• _EXERCISE GOAL_:
Please set down exactly the lines of the listing below from the line containing "fn default() ->" through the line containing "let counter = file.counter.unwrap_or_default();", both lines included, leaving out all other lines.

• _THE INPUT_:
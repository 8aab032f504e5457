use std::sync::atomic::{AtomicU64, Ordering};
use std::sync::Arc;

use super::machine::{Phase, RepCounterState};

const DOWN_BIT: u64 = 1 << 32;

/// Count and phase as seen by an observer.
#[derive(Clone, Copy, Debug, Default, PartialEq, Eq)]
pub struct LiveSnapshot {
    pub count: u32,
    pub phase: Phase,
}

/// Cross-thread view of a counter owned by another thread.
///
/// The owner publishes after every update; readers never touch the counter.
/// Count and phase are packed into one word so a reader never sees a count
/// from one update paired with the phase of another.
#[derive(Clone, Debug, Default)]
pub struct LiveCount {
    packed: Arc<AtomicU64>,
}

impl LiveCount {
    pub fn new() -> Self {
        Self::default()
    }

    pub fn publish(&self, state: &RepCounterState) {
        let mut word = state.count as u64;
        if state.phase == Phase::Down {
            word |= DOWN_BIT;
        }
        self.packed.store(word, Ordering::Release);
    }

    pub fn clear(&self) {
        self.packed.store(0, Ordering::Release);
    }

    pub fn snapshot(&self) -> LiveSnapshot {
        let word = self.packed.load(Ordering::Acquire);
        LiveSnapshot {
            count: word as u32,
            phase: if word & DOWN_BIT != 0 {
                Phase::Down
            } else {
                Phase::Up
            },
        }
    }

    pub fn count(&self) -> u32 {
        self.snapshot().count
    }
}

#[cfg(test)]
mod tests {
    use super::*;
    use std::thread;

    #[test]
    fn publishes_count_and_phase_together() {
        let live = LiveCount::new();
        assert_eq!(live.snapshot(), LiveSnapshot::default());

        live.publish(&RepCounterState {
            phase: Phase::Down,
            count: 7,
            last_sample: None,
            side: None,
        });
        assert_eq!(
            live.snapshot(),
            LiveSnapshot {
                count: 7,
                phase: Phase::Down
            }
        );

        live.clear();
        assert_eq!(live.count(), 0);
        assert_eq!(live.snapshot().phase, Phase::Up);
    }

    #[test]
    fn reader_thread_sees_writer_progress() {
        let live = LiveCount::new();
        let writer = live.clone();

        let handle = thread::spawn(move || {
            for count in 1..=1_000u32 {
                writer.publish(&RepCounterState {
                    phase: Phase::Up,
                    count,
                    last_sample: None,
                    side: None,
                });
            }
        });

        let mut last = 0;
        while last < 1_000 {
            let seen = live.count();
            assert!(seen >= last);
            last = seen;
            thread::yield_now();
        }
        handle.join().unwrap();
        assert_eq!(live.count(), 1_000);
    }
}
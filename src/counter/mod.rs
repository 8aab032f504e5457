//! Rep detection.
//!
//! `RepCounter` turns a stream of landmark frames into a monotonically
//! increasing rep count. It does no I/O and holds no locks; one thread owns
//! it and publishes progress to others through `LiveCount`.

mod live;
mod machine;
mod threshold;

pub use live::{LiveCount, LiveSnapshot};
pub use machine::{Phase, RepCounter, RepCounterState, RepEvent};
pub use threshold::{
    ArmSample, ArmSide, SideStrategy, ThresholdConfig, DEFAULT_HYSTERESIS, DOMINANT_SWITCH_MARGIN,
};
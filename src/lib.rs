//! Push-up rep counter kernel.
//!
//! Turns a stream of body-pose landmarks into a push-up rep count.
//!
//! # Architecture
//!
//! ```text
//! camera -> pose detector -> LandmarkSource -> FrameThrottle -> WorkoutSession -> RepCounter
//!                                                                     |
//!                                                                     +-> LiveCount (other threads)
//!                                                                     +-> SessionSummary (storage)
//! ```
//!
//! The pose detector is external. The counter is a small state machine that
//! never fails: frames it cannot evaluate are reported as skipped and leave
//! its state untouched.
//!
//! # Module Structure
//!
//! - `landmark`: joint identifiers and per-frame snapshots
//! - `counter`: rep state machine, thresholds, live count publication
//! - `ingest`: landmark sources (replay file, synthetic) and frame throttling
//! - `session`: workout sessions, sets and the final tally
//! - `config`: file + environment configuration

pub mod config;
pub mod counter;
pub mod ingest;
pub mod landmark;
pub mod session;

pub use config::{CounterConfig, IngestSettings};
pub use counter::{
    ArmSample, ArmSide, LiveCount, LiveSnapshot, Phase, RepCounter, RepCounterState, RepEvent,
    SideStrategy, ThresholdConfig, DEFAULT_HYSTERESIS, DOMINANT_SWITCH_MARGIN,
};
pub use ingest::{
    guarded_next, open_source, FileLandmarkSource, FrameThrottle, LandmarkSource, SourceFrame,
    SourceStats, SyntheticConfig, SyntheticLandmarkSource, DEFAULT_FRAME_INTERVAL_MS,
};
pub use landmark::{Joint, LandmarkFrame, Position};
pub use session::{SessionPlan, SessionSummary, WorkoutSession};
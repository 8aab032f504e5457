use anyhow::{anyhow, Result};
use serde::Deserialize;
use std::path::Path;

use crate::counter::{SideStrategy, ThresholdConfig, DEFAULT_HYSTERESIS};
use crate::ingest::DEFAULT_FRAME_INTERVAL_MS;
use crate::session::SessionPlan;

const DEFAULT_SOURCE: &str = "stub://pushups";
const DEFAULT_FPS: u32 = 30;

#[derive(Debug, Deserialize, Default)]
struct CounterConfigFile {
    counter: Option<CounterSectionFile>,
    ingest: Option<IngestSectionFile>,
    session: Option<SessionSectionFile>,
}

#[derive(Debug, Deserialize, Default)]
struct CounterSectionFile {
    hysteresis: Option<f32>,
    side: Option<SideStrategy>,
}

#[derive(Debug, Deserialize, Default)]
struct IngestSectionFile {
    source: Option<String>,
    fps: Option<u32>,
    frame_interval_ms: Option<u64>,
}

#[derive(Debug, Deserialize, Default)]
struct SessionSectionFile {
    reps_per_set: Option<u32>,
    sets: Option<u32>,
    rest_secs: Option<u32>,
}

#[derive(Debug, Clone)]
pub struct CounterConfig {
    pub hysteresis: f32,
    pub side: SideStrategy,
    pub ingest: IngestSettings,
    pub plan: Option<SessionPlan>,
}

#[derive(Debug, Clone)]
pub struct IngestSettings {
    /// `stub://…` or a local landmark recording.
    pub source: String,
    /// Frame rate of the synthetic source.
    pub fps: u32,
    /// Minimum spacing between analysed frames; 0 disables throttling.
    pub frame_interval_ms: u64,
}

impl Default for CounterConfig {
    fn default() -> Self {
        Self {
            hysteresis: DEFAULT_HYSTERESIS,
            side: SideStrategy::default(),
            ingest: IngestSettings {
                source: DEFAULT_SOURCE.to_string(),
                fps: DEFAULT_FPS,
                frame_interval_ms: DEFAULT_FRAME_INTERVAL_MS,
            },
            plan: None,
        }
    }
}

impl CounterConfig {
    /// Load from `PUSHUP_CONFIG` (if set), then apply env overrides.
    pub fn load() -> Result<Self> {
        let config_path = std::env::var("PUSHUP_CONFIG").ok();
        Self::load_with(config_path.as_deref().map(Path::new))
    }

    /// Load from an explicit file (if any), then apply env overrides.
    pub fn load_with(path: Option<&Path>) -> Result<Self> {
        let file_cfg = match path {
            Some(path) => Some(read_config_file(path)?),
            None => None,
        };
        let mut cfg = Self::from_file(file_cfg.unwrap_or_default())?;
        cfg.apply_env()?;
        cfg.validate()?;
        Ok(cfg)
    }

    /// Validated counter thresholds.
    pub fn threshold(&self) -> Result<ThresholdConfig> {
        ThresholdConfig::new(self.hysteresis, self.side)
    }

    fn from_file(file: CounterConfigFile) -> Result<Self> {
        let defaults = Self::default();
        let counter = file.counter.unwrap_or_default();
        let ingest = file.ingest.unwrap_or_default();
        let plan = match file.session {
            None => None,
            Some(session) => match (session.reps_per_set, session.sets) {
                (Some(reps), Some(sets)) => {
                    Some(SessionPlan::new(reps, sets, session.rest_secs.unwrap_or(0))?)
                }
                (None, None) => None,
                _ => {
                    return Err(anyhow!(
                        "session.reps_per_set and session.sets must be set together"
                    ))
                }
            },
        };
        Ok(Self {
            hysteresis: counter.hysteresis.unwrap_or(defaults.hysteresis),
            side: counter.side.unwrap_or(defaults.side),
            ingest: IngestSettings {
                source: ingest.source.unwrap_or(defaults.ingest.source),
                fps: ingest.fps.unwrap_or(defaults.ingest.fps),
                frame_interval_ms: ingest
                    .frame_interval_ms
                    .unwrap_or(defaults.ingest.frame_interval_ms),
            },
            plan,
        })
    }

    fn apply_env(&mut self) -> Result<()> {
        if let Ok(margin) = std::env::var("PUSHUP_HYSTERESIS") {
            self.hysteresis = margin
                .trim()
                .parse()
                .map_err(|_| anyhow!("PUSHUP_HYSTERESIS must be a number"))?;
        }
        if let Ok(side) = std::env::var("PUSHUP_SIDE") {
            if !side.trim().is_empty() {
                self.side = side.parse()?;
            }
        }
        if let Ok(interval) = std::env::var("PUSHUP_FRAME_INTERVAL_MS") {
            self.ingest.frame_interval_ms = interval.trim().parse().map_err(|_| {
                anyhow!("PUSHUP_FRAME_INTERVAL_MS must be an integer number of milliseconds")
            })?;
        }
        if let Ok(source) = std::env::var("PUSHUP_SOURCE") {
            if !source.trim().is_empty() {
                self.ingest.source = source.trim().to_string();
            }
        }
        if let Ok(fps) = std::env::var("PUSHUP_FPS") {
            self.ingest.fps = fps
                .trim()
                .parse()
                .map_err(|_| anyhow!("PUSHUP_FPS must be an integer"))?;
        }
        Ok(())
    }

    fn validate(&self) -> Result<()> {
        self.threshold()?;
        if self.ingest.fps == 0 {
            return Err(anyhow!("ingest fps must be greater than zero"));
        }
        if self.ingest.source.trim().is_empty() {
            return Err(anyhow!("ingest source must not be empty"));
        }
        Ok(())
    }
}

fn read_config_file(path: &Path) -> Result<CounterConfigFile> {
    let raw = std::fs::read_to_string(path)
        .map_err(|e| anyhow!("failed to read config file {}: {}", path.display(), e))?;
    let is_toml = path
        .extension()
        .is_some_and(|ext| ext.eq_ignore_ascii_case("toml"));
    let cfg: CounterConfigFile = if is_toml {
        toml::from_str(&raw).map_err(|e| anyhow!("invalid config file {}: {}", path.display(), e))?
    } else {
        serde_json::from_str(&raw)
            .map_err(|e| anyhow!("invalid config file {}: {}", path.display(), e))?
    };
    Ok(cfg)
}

• _YOUR SOLUTION_:
    fn default() -> Self {
        Self {
            hysteresis: DEFAULT_HYSTERESIS,
            side: SideStrategy::default(),
            ingest: IngestSettings {
                source: DEFAULT_SOURCE.to_string(),
                fps: DEFAULT_FPS,
                frame_interval_ms: DEFAULT_FRAME_INTERVAL_MS,
            },
            plan: None,
        }
    }
}

impl CounterConfig {
    /// Load from `PUSHUP_CONFIG` (if set), then apply env overrides.
    pub fn load() -> Result<Self> {
        let config_path = std::env::var("PUSHUP_CONFIG").ok();
        Self::load_with(config_path.as_deref().map(Path::new))
    }

    /// Load from an explicit file (if any), then apply env overrides.
    pub fn load_with(path: Option<&Path>) -> Result<Self> {
        let file_cfg = match path {
            Some(path) => Some(read_config_file(path)?),
            None => None,
        };
        let mut cfg = Self::from_file(file_cfg.unwrap_or_default())?;
        cfg.apply_env()?;
        cfg.validate()?;
        Ok(cfg)
    }

    /// Validated counter thresholds.
    pub fn threshold(&self) -> Result<ThresholdConfig> {
        ThresholdConfig::new(self.hysteresis, self.side)
    }

    fn from_file(file: CounterConfigFile) -> Result<Self> {
        let defaults = Self::default();
        let counter = file.counter.unwrap_or_default();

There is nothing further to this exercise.